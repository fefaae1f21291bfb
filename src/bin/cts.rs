// Conformance test runner: `cts list [QUERY..]`, `cts run [QUERY..]`.

fn main() {
    gpu_cts::cli::run();
}
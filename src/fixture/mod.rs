//! Per-case fixtures.
//!
//! Every case gets a fresh fixture built around a [`FixtureContext`], which
//! owns the device handle for that case and records everything the body
//! observes:
//!
//! - **Immediate assertions** (`expect`, `expect_eq`, `fail`) append an
//!   [`AssertionFailure`] right away.
//! - **Deferred expectations** are futures queued in FIFO order. Validation
//!   error checks are deferred because error scopes resolve asynchronously.
//!   [`FixtureContext::flush`] drains the queue, and every awaited helper
//!   flushes first so earlier expectations resolve before later ones.
//! - **Tracked resources** created through the context are destroyed at
//!   teardown, on every exit path.

use std::collections::VecDeque;
use std::fmt;
use std::future::Future;

use serde::Serialize;
use tracing::{debug, warn};

use crate::device::{
    BufferDescriptor, BufferId, BufferUsages, CommandBufferId, CommandEncoder, Device,
    ErrorFilter, LocalBoxFuture, TextureDescriptor, TextureId, ValidationError,
};
use crate::{err_help, err_msg, CtsError};

mod gpu;

pub use gpu::{GpuTest, StorageLayout};

/// A per-case fixture. Implementors wrap a [`FixtureContext`] (directly or
/// through another fixture) and may add state and helpers.
pub trait Fixture: Sized + 'static {
    fn init(ctx: FixtureContext) -> Result<Self, CtsError>;

    fn context(&mut self) -> &mut FixtureContext;

    /// Fixture-specific cleanup, run before tracked resources are released.
    fn teardown(&mut self) -> LocalBoxFuture<'_, Result<(), CtsError>> {
        Box::pin(async { Ok(()) })
    }
}

/// A recorded expectation mismatch. Classifies a case as failed, not errored.
#[derive(Debug, Clone, PartialEq, Eq, Serialize)]
pub struct AssertionFailure {
    pub message: String,
    #[serde(skip_serializing_if = "Option::is_none")]
    pub expected: Option<String>,
    #[serde(skip_serializing_if = "Option::is_none")]
    pub actual: Option<String>,
}

impl AssertionFailure {
    pub fn new(message: impl Into<String>) -> Self {
        Self {
            message: message.into(),
            expected: None,
            actual: None,
        }
    }

    pub fn expected(mut self, expected: impl Into<String>) -> Self {
        self.expected = Some(expected.into());
        self
    }

    pub fn actual(mut self, actual: impl Into<String>) -> Self {
        self.actual = Some(actual.into());
        self
    }
}

impl fmt::Display for AssertionFailure {
    fn fmt(&self, f: &mut fmt::Formatter<'_>) -> fmt::Result {
        write!(f, "{}", self.message)?;
        if let Some(expected) = &self.expected {
            write!(f, "\n  expected: {expected}")?;
        }
        if let Some(actual) = &self.actual {
            write!(f, "\n  actual:   {actual}")?;
        }
        Ok(())
    }
}

struct PendingExpectation {
    description: String,
    check: LocalBoxFuture<'static, Result<Option<AssertionFailure>, CtsError>>,
}

/// Device handle, assertion log and resource tracker for one case.
pub struct FixtureContext {
    device: Box<dyn Device>,
    failures: Vec<AssertionFailure>,
    pending: VecDeque<PendingExpectation>,
    buffers: Vec<BufferId>,
    textures: Vec<TextureId>,
    log: Vec<String>,
}

impl FixtureContext {
    pub fn new(device: Box<dyn Device>) -> Self {
        Self {
            device,
            failures: Vec::new(),
            pending: VecDeque::new(),
            buffers: Vec::new(),
            textures: Vec::new(),
            log: Vec::new(),
        }
    }

    pub fn device(&self) -> &dyn Device {
        &*self.device
    }

    // ------------------------------------------------------------------------
    // Immediate assertions
    // ------------------------------------------------------------------------

    /// Records a failure when `condition` is false. Returns `condition`.
    pub fn expect(&mut self, condition: bool, message: impl Into<String>) -> bool {
        if !condition {
            self.fail(AssertionFailure::new(message));
        }
        condition
    }

    pub fn expect_eq<T>(&mut self, actual: T, expected: T, message: impl Into<String>) -> bool
    where
        T: PartialEq + fmt::Debug,
    {
        let equal = actual == expected;
        if !equal {
            self.fail(
                AssertionFailure::new(message)
                    .expected(format!("{expected:?}"))
                    .actual(format!("{actual:?}")),
            );
        }
        equal
    }

    pub fn fail(&mut self, failure: AssertionFailure) {
        debug!(%failure, "assertion failed");
        self.failures.push(failure);
    }

    /// Adds a line to the case diagnostics.
    pub fn log(&mut self, message: impl Into<String>) {
        let message = message.into();
        debug!(%message, "case log");
        self.log.push(message);
    }

    // ------------------------------------------------------------------------
    // Deferred expectations
    // ------------------------------------------------------------------------

    /// Queues an expectation that resolves later. An `Ok(Some(_))` result is a
    /// failure, an `Err` makes the case error.
    pub fn defer<Fut>(&mut self, description: impl Into<String>, check: Fut)
    where
        Fut: Future<Output = Result<Option<AssertionFailure>, CtsError>> + 'static,
    {
        self.pending.push_back(PendingExpectation {
            description: description.into(),
            check: Box::pin(check),
        });
    }

    pub fn pending_expectations(&self) -> usize {
        self.pending.len()
    }

    /// Resolves queued expectations in the order they were queued.
    ///
    /// Stops at the first collaborator error; expectations behind it stay
    /// queued and are abandoned at teardown.
    pub async fn flush(&mut self) -> Result<(), CtsError> {
        while let Some(expectation) = self.pending.pop_front() {
            if let Some(mut failure) = expectation.check.await? {
                failure.message = format!("{}: {}", expectation.description, failure.message);
                self.fail(failure);
            }
        }
        Ok(())
    }

    /// Runs `f` inside a validation error scope and queues a check that an
    /// error was (or was not) raised while it ran.
    pub fn expect_validation_error<R>(
        &mut self,
        should_error: bool,
        f: impl FnOnce(&dyn Device) -> R,
    ) -> R {
        self.device.push_error_scope(ErrorFilter::Validation);
        let result = f(&*self.device);
        let scope = self.device.pop_error_scope();
        self.defer("encode-time validation", async move {
            Ok::<_, CtsError>(judge(should_error, scope.await?))
        });
        result
    }

    /// Submits `command_buffers` inside a validation error scope. The error
    /// is judged once the submitted work has completed.
    pub fn expect_submit_validation_error(
        &mut self,
        should_error: bool,
        command_buffers: &[CommandBufferId],
    ) {
        self.device.push_error_scope(ErrorFilter::Validation);
        self.device.submit(command_buffers);
        let done = self.device.on_submitted_work_done();
        let scope = self.device.pop_error_scope();
        self.defer("submit-time validation", async move {
            done.await?;
            Ok::<_, CtsError>(judge(should_error, scope.await?))
        });
    }

    /// Copies `buffer` back and compares its first `expected.len()` bytes.
    ///
    /// The buffer needs `COPY_SRC`. A mismatch is recorded as a failure that
    /// names the first differing byte offset.
    pub async fn expect_contents(&mut self, buffer: BufferId, expected: &[u8]) -> Result<(), CtsError> {
        self.flush().await?;
        let size = align_to(expected.len() as u64, 4);
        let staging = self.create_buffer(&BufferDescriptor {
            label: Some("readback".to_string()),
            size,
            usage: BufferUsages::MAP_READ | BufferUsages::COPY_DST,
        });
        let mut encoder = CommandEncoder::new();
        encoder.copy_buffer_to_buffer(buffer, 0, staging, 0, size);

        self.device.push_error_scope(ErrorFilter::Validation);
        let commands = encoder.finish(&*self.device);
        self.device.submit(&[commands]);
        let done = self.device.on_submitted_work_done();
        let scope = self.device.pop_error_scope();
        done.await?;
        if let Some(error) = scope.await? {
            return Err(err_help!(
                Test,
                "the source buffer needs COPY_SRC usage and at least as many bytes as expected",
                "could not read back buffer {:?}: {}",
                buffer,
                error
            ));
        }

        let actual = self.device.read_buffer(staging, 0, size).await?;
        self.release_buffer(staging);
        let actual = &actual[..expected.len()];
        if let Some(offset) = first_mismatch(expected, actual) {
            self.fail(
                AssertionFailure::new(format!(
                    "contents of buffer {buffer:?} differ at byte offset {offset}"
                ))
                .expected(hex(expected))
                .actual(hex(actual)),
            );
        }
        Ok(())
    }

    // ------------------------------------------------------------------------
    // Tracked resources
    // ------------------------------------------------------------------------

    /// Creates a buffer that is destroyed at teardown.
    pub fn create_buffer(&mut self, desc: &BufferDescriptor) -> BufferId {
        let buffer = self.device.create_buffer(desc);
        self.buffers.push(buffer);
        buffer
    }

    /// Creates a texture that is destroyed at teardown.
    pub fn create_texture(&mut self, desc: &TextureDescriptor) -> TextureId {
        let texture = self.device.create_texture(desc);
        self.textures.push(texture);
        texture
    }

    /// Destroys a tracked buffer early.
    pub fn release_buffer(&mut self, buffer: BufferId) {
        self.buffers.retain(|b| *b != buffer);
        self.device.destroy_buffer(buffer);
    }

    pub fn tracked_resources(&self) -> usize {
        self.buffers.len() + self.textures.len()
    }

    // ------------------------------------------------------------------------
    // Teardown
    // ------------------------------------------------------------------------

    /// Collects uncaptured device errors, releases tracked resources and
    /// checks that every error scope was closed.
    pub fn finalize(&mut self) -> Result<(), CtsError> {
        if !self.pending.is_empty() {
            let abandoned = self.pending.len();
            self.pending.clear();
            self.log(format!("{abandoned} deferred expectation(s) abandoned"));
        }
        for error in self.device.take_uncaptured_errors() {
            self.fail(uncaptured(error));
        }
        self.release_all();

        let depth = self.device.error_scope_depth();
        if depth > 0 {
            for _ in 0..depth {
                drop(self.device.pop_error_scope());
            }
            return Err(err_msg!(
                Test,
                "{} error scope(s) were left open by the test",
                depth
            ));
        }
        Ok(())
    }

    pub fn take_failures(&mut self) -> Vec<AssertionFailure> {
        std::mem::take(&mut self.failures)
    }

    pub fn take_log(&mut self) -> Vec<String> {
        std::mem::take(&mut self.log)
    }

    fn release_all(&mut self) {
        for buffer in self.buffers.drain(..) {
            self.device.destroy_buffer(buffer);
        }
        for texture in self.textures.drain(..) {
            self.device.destroy_texture(texture);
        }
    }
}

impl Drop for FixtureContext {
    fn drop(&mut self) {
        if self.tracked_resources() > 0 {
            warn!(
                resources = self.tracked_resources(),
                "fixture dropped before teardown"
            );
            self.release_all();
        }
    }
}

impl fmt::Debug for FixtureContext {
    fn fmt(&self, f: &mut fmt::Formatter<'_>) -> fmt::Result {
        f.debug_struct("FixtureContext")
            .field("failures", &self.failures)
            .field("pending", &self.pending.len())
            .field("buffers", &self.buffers)
            .field("textures", &self.textures)
            .finish_non_exhaustive()
    }
}

fn judge(should_error: bool, observed: Option<ValidationError>) -> Option<AssertionFailure> {
    match (should_error, observed) {
        (true, None) => Some(
            AssertionFailure::new("expected a validation error")
                .expected("validation error")
                .actual("no error"),
        ),
        (false, Some(error)) => Some(
            AssertionFailure::new("unexpected validation error")
                .expected("no error")
                .actual(error.message),
        ),
        _ => None,
    }
}

fn uncaptured(error: ValidationError) -> AssertionFailure {
    AssertionFailure::new("uncaptured validation error").actual(error.message)
}

fn align_to(value: u64, alignment: u64) -> u64 {
    value.div_ceil(alignment) * alignment
}

fn first_mismatch(expected: &[u8], actual: &[u8]) -> Option<usize> {
    expected.iter().zip(actual).position(|(e, a)| e != a)
}

/// Hex dump, 16 bytes per line.
fn hex(bytes: &[u8]) -> String {
    bytes
        .chunks(16)
        .map(|row| {
            row.iter()
                .map(|b| format!("{b:02x}"))
                .collect::<Vec<_>>()
                .join(" ")
        })
        .collect::<Vec<_>>()
        .join("\n")
}
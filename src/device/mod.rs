//! The device-under-test capability surface.
//!
//! The harness core depends only on the [`Device`] trait defined here. A
//! device exposes resource creation, command encoding (through
//! [`CommandEncoder`] and [`Device::finish`]), a work-submission queue, an
//! error-scope mechanism and asynchronous read-back.
//!
//! Validation failures follow the error-scope model: operations never return
//! validation errors directly. Instead the innermost matching scope pushed
//! with [`Device::push_error_scope`] captures the first error, and
//! [`Device::pop_error_scope`] resolves to it. Errors raised with no scope
//! open are *uncaptured* and can be drained with
//! [`Device::take_uncaptured_errors`].
//!
//! Failures of the collaborator itself (lost device, a suspension point that
//! never resolves) are [`DeviceError`]s carried by the futures the device
//! returns.

use std::future::Future;
use std::pin::Pin;

use bitflags::bitflags;
use thiserror::Error;

mod command;
mod format;
pub mod soft;

pub use command::{Command, CommandEncoder, ComputePass};
pub use format::{required_bytes_in_copy, FormatInfo, TextureFormat};
pub use soft::{Limits, SoftDevice, SoftDeviceProvider};

/// A boxed, non-`Send` future. Every suspension point a device exposes has this shape.
pub type LocalBoxFuture<'a, T> = Pin<Box<dyn Future<Output = T> + 'a>>;

// ============================================================================
// RESOURCE HANDLES
// ============================================================================

macro_rules! resource_ids {
    ($($(#[$meta:meta])* $name:ident),+ $(,)?) => {
        $(
            $(#[$meta])*
            #[derive(Debug, Clone, Copy, PartialEq, Eq, Hash, PartialOrd, Ord)]
            pub struct $name(pub u64);
        )+
    };
}

resource_ids! {
    /// Handle to a buffer.
    BufferId,
    /// Handle to a texture.
    TextureId,
    BindGroupLayoutId,
    BindGroupId,
    PipelineLayoutId,
    ShaderModuleId,
    ComputePipelineId,
    /// Handle to a finished command buffer; valid for one submission.
    CommandBufferId,
}

// ============================================================================
// DESCRIPTORS
// ============================================================================

bitflags! {
    /// Buffer usage flags. Values follow the WebGPU constants.
    #[derive(Debug, Clone, Copy, PartialEq, Eq, Hash)]
    pub struct BufferUsages: u32 {
        const MAP_READ = 0x0001;
        const MAP_WRITE = 0x0002;
        const COPY_SRC = 0x0004;
        const COPY_DST = 0x0008;
        const INDEX = 0x0010;
        const VERTEX = 0x0020;
        const UNIFORM = 0x0040;
        const STORAGE = 0x0080;
    }
}

bitflags! {
    /// Texture usage flags.
    #[derive(Debug, Clone, Copy, PartialEq, Eq, Hash)]
    pub struct TextureUsages: u32 {
        const COPY_SRC = 0x01;
        const COPY_DST = 0x02;
        const SAMPLED = 0x04;
        const STORAGE = 0x08;
        const OUTPUT_ATTACHMENT = 0x10;
    }
}

bitflags! {
    #[derive(Debug, Clone, Copy, PartialEq, Eq, Hash)]
    pub struct ShaderStages: u32 {
        const VERTEX = 0x1;
        const FRAGMENT = 0x2;
        const COMPUTE = 0x4;
    }
}

#[derive(Debug, Clone, PartialEq, Eq)]
pub struct BufferDescriptor {
    pub label: Option<String>,
    pub size: u64,
    pub usage: BufferUsages,
}

#[derive(Debug, Clone, Copy, PartialEq, Eq, Default)]
pub struct Extent3d {
    pub width: u32,
    pub height: u32,
    pub depth: u32,
}

impl Extent3d {
    pub const fn new(width: u32, height: u32, depth: u32) -> Self {
        Self {
            width,
            height,
            depth,
        }
    }

    pub fn is_empty(&self) -> bool {
        self.width == 0 || self.height == 0 || self.depth == 0
    }
}

#[derive(Debug, Clone, Copy, PartialEq, Eq, Default)]
pub struct Origin3d {
    pub x: u32,
    pub y: u32,
    pub z: u32,
}

#[derive(Debug, Clone, PartialEq, Eq)]
pub struct TextureDescriptor {
    pub label: Option<String>,
    pub size: Extent3d,
    pub format: TextureFormat,
    pub usage: TextureUsages,
}

/// Where a texture copy reads or writes.
#[derive(Debug, Clone, Copy, PartialEq, Eq)]
pub struct TextureCopyView {
    pub texture: TextureId,
    pub origin: Origin3d,
}

/// Layout of linear texel data in a buffer or in host memory.
///
/// A `rows_per_image` of zero means "tightly packed": the copy height.
#[derive(Debug, Clone, Copy, PartialEq, Eq, Default)]
pub struct TextureDataLayout {
    pub offset: u64,
    pub bytes_per_row: u32,
    pub rows_per_image: u32,
}

#[derive(Debug, Clone, Copy, PartialEq, Eq)]
pub struct BufferCopyView {
    pub buffer: BufferId,
    pub layout: TextureDataLayout,
}

#[derive(Debug, Clone, Copy, PartialEq, Eq)]
pub enum BindingType {
    StorageBuffer,
    ReadonlyStorageBuffer,
    UniformBuffer,
}

#[derive(Debug, Clone, Copy, PartialEq, Eq)]
pub struct BindGroupLayoutEntry {
    pub binding: u32,
    pub visibility: ShaderStages,
    pub ty: BindingType,
}

#[derive(Debug, Clone, PartialEq, Eq, Default)]
pub struct BindGroupLayoutDescriptor {
    pub entries: Vec<BindGroupLayoutEntry>,
}

/// A buffer range bound to a slot. `size: None` binds the rest of the buffer.
#[derive(Debug, Clone, Copy, PartialEq, Eq)]
pub struct BufferBinding {
    pub buffer: BufferId,
    pub offset: u64,
    pub size: Option<u64>,
}

#[derive(Debug, Clone, Copy, PartialEq, Eq)]
pub struct BindGroupEntry {
    pub binding: u32,
    pub resource: BufferBinding,
}

#[derive(Debug, Clone, PartialEq, Eq)]
pub struct BindGroupDescriptor {
    pub layout: BindGroupLayoutId,
    pub entries: Vec<BindGroupEntry>,
}

#[derive(Debug, Clone, PartialEq, Eq, Default)]
pub struct PipelineLayoutDescriptor {
    pub bind_group_layouts: Vec<BindGroupLayoutId>,
}

/// Addresses one 32-bit word of a bound buffer: `group`/`binding` select the
/// binding, `index` the word within the bound range.
#[derive(Debug, Clone, Copy, PartialEq, Eq)]
pub struct WordRef {
    pub group: u32,
    pub binding: u32,
    pub index: u32,
}

#[derive(Debug, Clone, Copy, PartialEq, Eq)]
pub enum KernelOp {
    /// `dst = src`, one word.
    CopyWord { src: WordRef, dst: WordRef },
    /// `dst = value`, one word.
    StoreWord { dst: WordRef, value: u32 },
}

/// A compute kernel in the minimal IR understood by reference devices.
#[derive(Debug, Clone, PartialEq, Eq)]
pub struct Kernel {
    pub entry_point: String,
    pub ops: Vec<KernelOp>,
}

#[derive(Debug, Clone, PartialEq, Eq)]
pub enum ShaderSource {
    Kernel(Kernel),
    Wgsl(String),
}

#[derive(Debug, Clone, PartialEq, Eq)]
pub struct ShaderModuleDescriptor {
    pub label: Option<String>,
    pub source: ShaderSource,
}

#[derive(Debug, Clone, PartialEq, Eq)]
pub struct ComputePipelineDescriptor {
    pub layout: PipelineLayoutId,
    pub module: ShaderModuleId,
    pub entry_point: String,
}

#[derive(Debug, Clone, Copy, PartialEq, Eq, Hash)]
pub enum ErrorFilter {
    Validation,
    OutOfMemory,
}

// ============================================================================
// ERRORS
// ============================================================================

/// A validation error reported by the device, observed through an error scope.
#[derive(Debug, Clone, PartialEq, Eq, Error)]
#[error("{message}")]
pub struct ValidationError {
    pub message: String,
}

impl ValidationError {
    pub fn new(message: impl Into<String>) -> Self {
        Self {
            message: message.into(),
        }
    }
}

/// Failure of the device collaborator itself.
#[derive(Debug, Clone, PartialEq, Eq, Error)]
pub enum DeviceError {
    #[error("device lost: {reason}")]
    Lost { reason: String },
    /// The collaborator's watchdog gave up on a suspension point.
    #[error("timed out waiting for {operation}")]
    Timeout { operation: String },
    #[error("pop_error_scope called with no open error scope")]
    ScopeUnderflow,
    #[error("buffer mapping failed: {reason}")]
    MapFailed { reason: String },
    #[error("no device available: {reason}")]
    Unavailable { reason: String },
}

// ============================================================================
// CAPABILITY TRAIT
// ============================================================================

/// The capability surface of one device under test.
///
/// Creation methods always return a handle. When validation fails the handle
/// refers to an invalid object and an error is raised into the current error
/// scope; using an invalid object later raises further errors.
pub trait Device {
    fn create_buffer(&self, desc: &BufferDescriptor) -> BufferId;
    fn create_texture(&self, desc: &TextureDescriptor) -> TextureId;
    fn create_bind_group_layout(&self, desc: &BindGroupLayoutDescriptor) -> BindGroupLayoutId;
    fn create_bind_group(&self, desc: &BindGroupDescriptor) -> BindGroupId;
    fn create_pipeline_layout(&self, desc: &PipelineLayoutDescriptor) -> PipelineLayoutId;
    fn create_shader_module(&self, desc: &ShaderModuleDescriptor) -> ShaderModuleId;
    fn create_compute_pipeline(&self, desc: &ComputePipelineDescriptor) -> ComputePipelineId;

    fn destroy_buffer(&self, buffer: BufferId);
    fn destroy_texture(&self, texture: TextureId);

    /// Validates recorded commands (encode-time validation) and returns a command buffer.
    fn finish(&self, commands: Vec<Command>) -> CommandBufferId;

    fn write_buffer(&self, buffer: BufferId, offset: u64, data: &[u8]);
    fn write_texture(
        &self,
        destination: &TextureCopyView,
        data: &[u8],
        layout: &TextureDataLayout,
        size: Extent3d,
    );

    /// Submits command buffers to the queue (submit-time validation happens here).
    fn submit(&self, command_buffers: &[CommandBufferId]);

    /// Resolves once all work submitted so far has completed.
    fn on_submitted_work_done(&self) -> LocalBoxFuture<'static, Result<(), DeviceError>>;

    /// Maps a `MAP_READ` buffer range and returns a copy of its contents.
    fn read_buffer(
        &self,
        buffer: BufferId,
        offset: u64,
        size: u64,
    ) -> LocalBoxFuture<'static, Result<Vec<u8>, DeviceError>>;

    fn push_error_scope(&self, filter: ErrorFilter);
    fn pop_error_scope(&self) -> LocalBoxFuture<'static, Result<Option<ValidationError>, DeviceError>>;
    fn error_scope_depth(&self) -> usize;

    /// Drains validation errors that were raised with no error scope open.
    fn take_uncaptured_errors(&self) -> Vec<ValidationError>;
}

/// Hands out one device per case.
pub trait DeviceProvider {
    fn acquire(&self) -> Result<Box<dyn Device>, DeviceError>;
}

impl<F> DeviceProvider for F
where
    F: Fn() -> Result<Box<dyn Device>, DeviceError>,
{
    fn acquire(&self) -> Result<Box<dyn Device>, DeviceError> {
        self()
    }
}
· · ·
The required output is the exact run of lines from the beginning of the records to the line with "pub struct AssertionFailure", that line included.

repository fefaae1f21291bfb
filename src/bin/cts.rs
// Conformance test runner: `cts list [QUERY..]`, `cts run [QUERY..]`.

fn main() {
    gpu_cts::cli::run();
}
filename src/fixture/mod.rs
//! Per-case fixtures.
//!
//! Every case gets a fresh fixture built around a [`FixtureContext`], which
//! owns the device handle for that case and records everything the body
//! observes:
//!
//! - **Immediate assertions** (`expect`, `expect_eq`, `fail`) append an
//!   [`AssertionFailure`] right away.
//! - **Deferred expectations** are futures queued in FIFO order. Validation
//!   error checks are deferred because error scopes resolve asynchronously.
//!   [`FixtureContext::flush`] drains the queue, and every awaited helper
//!   flushes first so earlier expectations resolve before later ones.
//! - **Tracked resources** created through the context are destroyed at
//!   teardown, on every exit path.

use std::collections::VecDeque;
use std::fmt;
use std::future::Future;

use serde::Serialize;
use tracing::{debug, warn};

use crate::device::{
    BufferDescriptor, BufferId, BufferUsages, CommandBufferId, CommandEncoder, Device,
    ErrorFilter, LocalBoxFuture, TextureDescriptor, TextureId, ValidationError,
};
use crate::{err_help, err_msg, CtsError};

mod gpu;

pub use gpu::{GpuTest, StorageLayout};

/// A per-case fixture. Implementors wrap a [`FixtureContext`] (directly or
/// through another fixture) and may add state and helpers.
pub trait Fixture: Sized + 'static {
    fn init(ctx: FixtureContext) -> Result<Self, CtsError>;

    fn context(&mut self) -> &mut FixtureContext;

    /// Fixture-specific cleanup, run before tracked resources are released.
    fn teardown(&mut self) -> LocalBoxFuture<'_, Result<(), CtsError>> {
        Box::pin(async { Ok(()) })
    }
}

/// A recorded expectation mismatch. Classifies a case as failed, not errored.
#[derive(Debug, Clone, PartialEq, Eq, Serialize)]
pub struct AssertionFailure {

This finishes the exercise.